James Crumley (1960-2008) fait partie des grands noms du polar américain. L’un des ses personnages clés est Milo Milodragovitch, détective privé (plus ou moins) en retraite qui tient désormais un bar. Il se retrouve d’un meurtre et embarqué dans une histoire qui ne cesse de la mettre à l’épreuve.
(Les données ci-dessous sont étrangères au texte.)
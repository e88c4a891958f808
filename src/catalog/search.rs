//! Partial-name suggestions for guess input

use crate::catalog::{Catalog, Location};

impl Catalog {
    /// Suggest locations for partially typed input
    ///
    /// Prefix matches come first, then names that merely contain the query.
    /// Catalog order is kept within each group. Blank input yields nothing.
    pub fn suggest(&self, query: &str, limit: usize) -> Vec<&Location> {
        let query = query.trim().to_lowercase();
        if query.is_empty() || limit == 0 {
            return Vec::new();
        }

        let (prefix, contains): (Vec<&Location>, Vec<&Location>) = self
            .locations()
            .iter()
            .filter(|l| l.name.to_lowercase().contains(&query))
            .partition(|l| l.name.to_lowercase().starts_with(&query));

        prefix.into_iter().chain(contains).take(limit).collect()
    }
}
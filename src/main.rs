//! zoomle CLI entry point
//!
//! Daily country-guessing game - CLI + web API

use zoomle::cli;

#[tokio::main]
async fn main() {
    if let Err(e) = cli::run().await {
        eprintln!("Error: {}", e);
        std::process::exit(1);
    }
}
//! Geodesy helpers
//!
//! This module handles:
//! - Coordinate validation
//! - Great-circle distance (haversine)
//! - Initial bearing and compass octants

pub mod bearing;
pub mod distance;

pub use bearing::{initial_bearing, CompassDirection};
pub use distance::{distance_km, haversine_km};

use serde::{Deserialize, Serialize};

/// A geographic coordinate (latitude, longitude) in degrees
#[derive(Debug, Clone, Copy, PartialEq, Serialize, Deserialize)]
pub struct Coordinates {
    pub lat: f64,
    pub lon: f64,
}

impl Coordinates {
    /// Create new coordinates
    pub fn new(lat: f64, lon: f64) -> Self {
        Self { lat, lon }
    }

    /// Validate that coordinates are within valid ranges
    ///
    /// Latitude: -90 to 90
    /// Longitude: -180 to 180
    pub fn validate(&self) -> crate::error::Result<()> {
        if !(-90.0..=90.0).contains(&self.lat) {
            return Err(crate::error::Error::InvalidCoordinates(format!(
                "Latitude {} is out of range [-90, 90]",
                self.lat
            )));
        }
        if !(-180.0..=180.0).contains(&self.lon) {
            return Err(crate::error::Error::InvalidCoordinates(format!(
                "Longitude {} is out of range [-180, 180]",
                self.lon
            )));
        }
        Ok(())
    }
}
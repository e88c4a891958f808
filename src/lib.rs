//! zoomle: daily country-guessing game engine
//!
//! A library and CLI for a daily geography quiz. Each UTC day selects one
//! secret location from a fixed catalog; players get six guesses and see the
//! great-circle distance and compass direction from each guess to the secret.
//!
//! ## Features
//!
//! - Deterministic daily secret (pure function of the date)
//! - Haversine distance and 8-point compass hints
//! - Practice rounds with a random secret, isolated from the daily path
//! - Terminal play + HTTP API
//!
//! ## Quick Start
//!
//! ```rust
//! use chrono::NaiveDate;
//! use zoomle::catalog::{Catalog, Location};
//! use zoomle::round::{evaluate_guess, Round, RoundStatus};
//! use zoomle::selector::select_daily_target;
//!
//! let catalog = Catalog::new(vec![
//!     Location::new("Japan", 36.2048, 138.2529),
//!     Location::new("France", 46.2276, 2.2137),
//! ]).unwrap();
//!
//! let date = NaiveDate::from_ymd_opt(1970, 1, 1).unwrap();
//! let secret = select_daily_target(date, &catalog).unwrap();
//!
//! let guessed = catalog.resolve("france").unwrap();
//! let round = evaluate_guess(guessed, secret, &Round::new()).unwrap();
//! let guess = round.last().unwrap();
//! println!("{}: {} km {}", guess.name, guess.distance_km, guess.direction);
//! assert_eq!(round.status(), RoundStatus::InProgress);
//! ```

pub mod catalog;
pub mod cli;
pub mod config;
pub mod constants;
pub mod error;
pub mod format;
pub mod game;
pub mod geo;
pub mod round;
pub mod selector;
pub mod server;

// Re-export commonly used types
pub use catalog::{Catalog, Location};
pub use config::Config;
pub use error::{Error, Result};
pub use game::{Game, GameMode, GameView};
pub use geo::{CompassDirection, Coordinates};
pub use round::{evaluate_guess, Guess, Round, RoundStatus};
pub use selector::select_daily_target;
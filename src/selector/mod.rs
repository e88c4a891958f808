//! Secret target selection
//!
//! Two separate paths pick the location a round is played against:
//! - [`daily`]: a pure function of the calendar date and the catalog
//! - [`random`]: on-demand random picks for practice and development,
//!   only reachable through a [`random::TargetPicker`]
//!
//! The daily path takes no picker, so it cannot reach randomness.

pub mod daily;
pub mod random;

pub use daily::{day_key, select_daily_target, today_utc};
pub use random::{get_picker, select_random_target, SeededPicker, TargetPicker, ThreadRngPicker};
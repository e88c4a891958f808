//! CLI command handlers
//!
//! Each subcommand has its own module with handler functions.

pub mod catalog;
pub mod config;
pub mod daily;
pub mod play;
pub mod serve;

use crate::error::{Error, Result};
use chrono::NaiveDate;
use clap::{Parser, Subcommand};
use tracing_subscriber::EnvFilter;

/// Daily country-guessing game
#[derive(Parser)]
#[command(name = "zoomle")]
#[command(version, about, long_about = None)]
pub struct Cli {
    #[command(subcommand)]
    pub command: Commands,
}

#[derive(Subcommand)]
pub enum Commands {
    /// Play a round in the terminal
    Play(play::PlayArgs),

    /// Show the daily selection for a date
    Daily(daily::DailyArgs),

    /// List or search guessable locations
    Catalog(catalog::CatalogArgs),

    /// Start web server (foreground)
    Serve(serve::ServeArgs),

    /// Manage configuration
    Config(config::ConfigArgs),
}

/// Run the CLI
pub async fn run() -> Result<()> {
    let cli = Cli::parse();

    match cli.command {
        Commands::Play(args) => play::run(args),
        Commands::Daily(args) => daily::run(args),
        Commands::Catalog(args) => catalog::run(args),
        Commands::Serve(args) => serve::run(args).await,
        Commands::Config(args) => config::run(args),
    }
}

/// Initialize logging to stderr
///
/// Level comes from `RUST_LOG`, falling back to `default_level`.
pub fn init_logging(default_level: &str) {
    let _ = tracing_subscriber::fmt()
        .with_writer(std::io::stderr)
        .with_env_filter(
            EnvFilter::try_from_default_env()
                .unwrap_or_else(|_| EnvFilter::new(default_level)),
        )
        .try_init();
}

/// Parse a YYYY-MM-DD date argument
pub fn parse_date(value: &str) -> Result<NaiveDate> {
    NaiveDate::parse_from_str(value.trim(), "%Y-%m-%d")
        .map_err(|e| Error::Config(format!("Invalid date '{}': {}", value, e)))
}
Deux heures plus tard, sous une longue douche bien chaude, je me demandais où cette affaire allait me mener. Pas plus près d’une réponse, et plus loin de Betty. Tout l’argent que mon père m’avait légué et tout l’argent que j’avais volé aux contrabandistas n’avaient pas bouleversé ma vie tant que ça. Je dormais maintenant dans des hôtels où l’eau chaude ne se coupait pas en plein milieu d’une douche, et je conduisais une Cadillac plutôt qu’une Toyota pourrie. Mais aujourd’hui, un foutu Toyota Land Cruiser coûtait presque aussi cher qu’une Candillac. Et il n’existait aucun endroit au monde où je pouvais m’acheter un nouveau corps. D’après ce que j’en voyais sous le jet d’eau puissant, le mien m’avait laissé tomber.
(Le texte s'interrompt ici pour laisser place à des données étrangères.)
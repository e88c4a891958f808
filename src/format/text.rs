//! Human-readable text output formatter

use crate::error::Result;
use crate::format::{direction_arrow, OutputFormatter};
use crate::game::GameView;
use crate::round::RoundStatus;

/// Text formatter - one line per guess plus the outcome
pub struct TextFormatter;

impl OutputFormatter for TextFormatter {
    fn name(&self) -> &str {
        "text"
    }

    fn description(&self) -> &str {
        "Human-readable guess list"
    }

    fn format(&self, view: &GameView) -> Result<String> {
        let mut output = String::new();

        output.push_str(&format!("Zoomle - {} ({})\n", view.date, view.mode));
        output.push_str(&format!("Map zoom: {}\n", view.zoom));

        for (i, guess) in view.guesses.iter().enumerate() {
            let hint = if guess.is_correct {
                "correct!".to_string()
            } else {
                format!(
                    "{} km {} {}",
                    guess.distance_km,
                    direction_arrow(guess.direction),
                    guess.direction
                )
            };
            output.push_str(&format!(
                "  {}/{} - {} - {}\n",
                i + 1,
                view.max_attempts,
                guess.name,
                hint
            ));
        }

        match (view.status, view.answer.as_deref()) {
            (RoundStatus::Won, _) => {
                output.push_str(&format!("Solved in {} of {}!\n", view.attempts, view.max_attempts));
            }
            (RoundStatus::Lost, Some(answer)) => {
                output.push_str(&format!("The correct answer was: {}\n", answer));
            }
            _ => {
                output.push_str(&format!("{} guesses left\n", view.remaining));
            }
        }

        Ok(output)
    }
}
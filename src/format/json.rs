//! JSON output formatter

use crate::error::Result;
use crate::format::OutputFormatter;
use crate::game::GameView;

/// JSON formatter - outputs the full snapshot as pretty-printed JSON
pub struct JsonFormatter;

impl OutputFormatter for JsonFormatter {
    fn name(&self) -> &str {
        "json"
    }

    fn description(&self) -> &str {
        "Full JSON snapshot"
    }

    fn format(&self, view: &GameView) -> Result<String> {
        Ok(serde_json::to_string_pretty(view)?)
    }
}
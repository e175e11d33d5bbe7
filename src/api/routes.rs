//! API Routes
//!
//! Configures the Axum router with all harness endpoints.

use axum::{
    routing::{get, post},
    Router,
};
use tower_http::{
    cors::{Any, CorsLayer},
    trace::TraceLayer,
};

use super::handlers::{
    events_handler, health_handler, metrics_handler, narrative_handler, probes_handler,
    run_info_handler, scenarios_handler, start_run_handler, status_handler, AppState,
};

/// Creates the main router with all endpoints configured.
///
/// # Middleware
/// - CORS: Allows any origin, the dashboard is served separately
/// - Tracing: Logs all requests for debugging
pub fn create_router(state: AppState) -> Router {
    // Configure CORS middleware
    let cors = CorsLayer::new()
        .allow_origin(Any)
        .allow_methods(Any)
        .allow_headers(Any);

    Router::new()
        .route("/runs", post(start_run_handler))
        .route("/runs/current", get(run_info_handler))
        .route("/runs/current/probes", get(probes_handler))
        .route("/runs/current/log", get(narrative_handler))
        .route("/events", get(events_handler))
        .route("/metrics", get(metrics_handler))
        .route("/status", get(status_handler))
        .route("/scenarios", get(scenarios_handler))
        .route("/health", get(health_handler))
        .layer(cors)
        .layer(TraceLayer::new_for_http())
        .with_state(state)
}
Le plaisir du polar se retrouve dans la force du personnage principal et dans la langue de l’auteur. Voici un exemple d’une réplique de Milo Milodragovitch : » Pour un gars qui a commencé la journée en se faisant salement tabasser, et qui l’a finie dans une cellule avec deux psychopathes, je ne me porte pas trop mal. » Cette phrase, comme tant d’autres, permet de saisir la détermination teintée d’humour de cet homme qui se voit vieillir au cours de sa dernière enquête. Son passé, ses failles, ses remords refont surface et montrent tout ce qu’il fuit en se lançant dans des aventures où il joue sa vie.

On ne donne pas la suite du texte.